Now let's call chatgpt again, this time using $(printf -- '-i slides-%02d.png ' {1..31}) (Kudos to ChatGPT) for the -i slides-01.png -i slides-02.png ... arguments, and the schema file:

chatgpt $(printf -- '-i slides-%02d.png ' {1..31}) -rf urlsschema.json 'print urls of links in the image as JSON'

That nicely prints us

{"urls":["https://ai.composum.com","https://github.com/ist-dresden/composum-AI","https://www.composum.com/","https://www.stoerr.net/ai.html","https://github.com/ist-dresden/composum-nodes","https://www.stoerr.net/ai"]}

Shortcut arguments

I added shortcuts that save you creating a schema file for two common usecases: creating a simple object with some string attributes, and a list of simple objects with some string attributes. Here is an excerpt from the chatgpt -h help:

Response Options: -rj [R]esponse mode JSON: model outputs a JSON object -rf schemafile Structured output: requests that the [r]esponse conforms to the given JSON schema read from a [f]ile. -ra attr1,... Structured output [r]esponse - JSON with [a]ttributes: comma separated list of attributes to include in the JSON response. Alternative to -rf - creates a simple schema with these attributes as string properties. -rar attr1,... Structured output for JSON [r]esponse [ar]ray of objects with the given attributes - e.g. for extracting a list of entities from an input. Alternative to -rf and -ra , all are string properties.

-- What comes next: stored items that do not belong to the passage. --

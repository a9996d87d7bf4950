//! Tests for domain_users

use chrono::NaiveDate;
use proptest::prelude::*;

use core_kernel::{Role, UserId};

use domain_users::dependent::{Dependent, Relationship};
use domain_users::user::{User, UserForm, UserStatus};
use domain_users::validation::{
    is_valid_email, is_valid_nic, is_valid_phone, FormMode, UserValidator,
};

fn hr_form() -> UserForm {
    UserForm {
        first_name: "Dilani".to_string(),
        last_name: "Fernando".to_string(),
        email: "dilani@example.lk".to_string(),
        role: Some(Role::HrOfficer),
        password: Some("password123".to_string()),
        ..Default::default()
    }
}

// ============================================================================
// Form Tests
// ============================================================================

mod form_tests {
    use super::*;

    #[test]
    fn test_blank_form_reports_required_fields() {
        let result = UserValidator::validate_form(&UserForm::default(), FormMode::Create);

        assert_eq!(result.error_for("firstName"), Some("First name is required"));
        assert_eq!(result.error_for("lastName"), Some("Last name is required"));
        assert_eq!(result.error_for("email"), Some("Email is required"));
        assert_eq!(result.error_for("role"), Some("Role is required"));
        assert_eq!(result.error_for("password"), Some("Password is required"));
    }

    #[test]
    fn test_invalid_email() {
        let mut form = hr_form();
        form.email = "dilani-at-example".to_string();

        let result = UserValidator::validate_form(&form, FormMode::Create);
        assert_eq!(result.error_for("email"), Some("Please enter a valid email address"));
        assert_eq!(result.len(), 1);
    }

    #[test]
    fn test_short_password() {
        let mut form = hr_form();
        form.password = Some("short".to_string());

        let result = UserValidator::validate_form(&form, FormMode::Create);
        assert_eq!(
            result.error_for("password"),
            Some("Password must be at least 8 characters")
        );
    }

    #[test]
    fn test_employee_requires_employee_id() {
        let mut form = hr_form();
        form.role = Some(Role::Employee);
        form.employee_id = Some("   ".to_string());

        let result = UserValidator::validate_form(&form, FormMode::Create);
        assert!(result.has_error("employeeId"));

        form.employee_id = Some("EMP-1".to_string());
        assert!(UserValidator::validate_form(&form, FormMode::Create).is_valid());
    }

    #[test]
    fn test_blank_optional_fields_are_skipped() {
        let mut form = hr_form();
        form.nic = Some(String::new());
        form.phone_number = Some("  ".to_string());

        assert!(UserValidator::validate_form(&form, FormMode::Create).is_valid());
    }

    #[test]
    fn test_bad_nic_and_phone() {
        let mut form = hr_form();
        form.nic = Some("12345".to_string());
        form.phone_number = Some("12345".to_string());

        let result = UserValidator::validate_form(&form, FormMode::Update);
        assert!(result.has_error("nic"));
        assert_eq!(result.error_for("phoneNumber"), Some("Phone number must contain 10 digits"));
    }

    #[test]
    fn test_edit_form_round_trips_existing_user() {
        let user = User {
            id: UserId::new("64f0c2"),
            first_name: "Dilani".to_string(),
            last_name: "Fernando".to_string(),
            email: "dilani@example.lk".to_string(),
            role: Role::HrOfficer,
            status: UserStatus::Active,
            nic: Some("199045678901".to_string()),
            phone_number: Some("0711234567".to_string()),
            employee_id: None,
            department: Some("People".to_string()),
            dependents: Vec::new(),
            created_at: None,
        };

        let form = UserForm::from_user(&user);
        assert!(UserValidator::validate_form(&form, FormMode::Update).is_valid());
        assert!(UserValidator::validate_form(&form, FormMode::Create).has_error("password"));
    }
}

// ============================================================================
// Dependent Tests
// ============================================================================

mod dependent_tests {
    use super::*;

    #[test]
    fn test_dependent_wire_format() {
        let json = r#"{ "name": "Ruwan", "relationship": "spouse", "dateOfBirth": "1988-11-02" }"#;
        let dependent: Dependent = serde_json::from_str(json).unwrap();

        assert_eq!(dependent.relationship, Relationship::Spouse);
        assert_eq!(dependent.date_of_birth, NaiveDate::from_ymd_opt(1988, 11, 2).unwrap());
        assert!(dependent.age() >= 36);
    }

    #[test]
    fn test_dependent_with_bad_nic() {
        let dependent = Dependent {
            name: "Ruwan".to_string(),
            relationship: Relationship::Spouse,
            date_of_birth: NaiveDate::from_ymd_opt(1988, 11, 2).unwrap(),
            nic: Some("88110234".to_string()),
        };

        let result = UserValidator::validate_dependent(&dependent);
        assert!(result.has_error("nic"));
        assert!(!result.has_error("name"));
    }
}

// ============================================================================
// Property Tests
// ============================================================================

mod proptest_tests {
    use super::*;

    proptest! {
        #[test]
        fn test_old_nic_accepts_either_suffix(digits in "[0-9]{9}", suffix in "[vVxX]") {
            let nic = format!("{digits}{suffix}");
            prop_assert!(is_valid_nic(&nic));
        }

        #[test]
        fn test_new_nic_is_twelve_digits(digits in "[0-9]{12}") {
            prop_assert!(is_valid_nic(&digits));
            let longer = format!("{digits}0");
            prop_assert!(!is_valid_nic(&longer));
        }

        #[test]
        fn test_local_phone_numbers(rest in "[0-9]{9}") {
            let local = format!("0{rest}");
            prop_assert!(is_valid_phone(&local));
            let international = format!("+94{rest}");
            prop_assert!(is_valid_phone(&international));
        }

        #[test]
        fn test_email_without_at_sign_is_invalid(local in "[a-z]{1,12}", domain in "[a-z]{1,12}") {
            let with_dot = format!("{local}.{domain}");
            prop_assert!(!is_valid_email(&with_dot));
        }
    }
}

If I want, e.g., to extract the author and talk title from the first slide, I can use the -ra option:

chatgpt -i slides-01.png -ra author,title "Print talk author and talk title as JSON"

That prints

{ "author": "Dr. Hans-Peter Störr, IST GmbH Dresden", "title": "Composum AI - Supporting the Content Author with LLM" }

Under the hood it creates a JSON schema for that object for you, so you don't have to bother with that. Or let's create a list of objects:

chatgpt $(printf -- '-i slides-%02d.png ' {1..31}) -rar name,description 'print the slide name and a content description as JSON'

returns

[ { "name": "Slide 1", "description": "Introduction to the presentation and overview of the conference." }, { "name": "Slide 2", "description": "Details on the talk's content, focusing on the functionalities of Composum AI." }, { "name": "Slide 3", "description": "Introduction to Dr. Hans-Peter Störr and his background." }, ... ]

Update: I've also added the possibility to have numeric or boolean attributes and string arrays:

chatgpt -ra a:stringarray,n:numericattr,i:integerattr,b:booleanattr,a:i:integerarray ...

Response Options: -rj [R]esponse mode JSON: model outputs a JSON object -rf schemafile Structured output: requests that the [r]esponse conforms to the given JSON schema read from a [f]ile. -ra attr1,... Structured output [r]esponse - JSON with [a]ttributes: comma separated list of attributes to include in the JSON response. Alternative to -rf - creates a simple schema with these attributes. By default they are strings; if you add a prefix "a:" it'll be an array of strings, "i:" and integer, "n:" a number, "b:" a boolean. Can be joined: "a:i:foo" is an array of integers. -rar attr1,... Structured output for JSON [r]esponse [ar]ray of objects with the given attributes - e.g. for extracting a list of entities from an input. Alternative to -rf and -ra , all are string properties or other, see -ra.

BTW: if you get confused by all the chatgpt options - how about using the built in help feature -ha:

chatgpt -ha how can I take the prompt from prompt.mp3

Conclusion

The chatgpt tool from my ChatGPT toolsuite makes it easy to use OpenAI's Structured output to generate machine readable output for the tasks you want the AI to do, and opens many possibilities to join with other tools using the best Unix spirit of combining small tools to do great things. Give it a try! I've been using that from extracting URLs from screenshots, categorizing banking statements, extracting information from webpages, asking quick questions to ChatGPT from the command line, and many more things.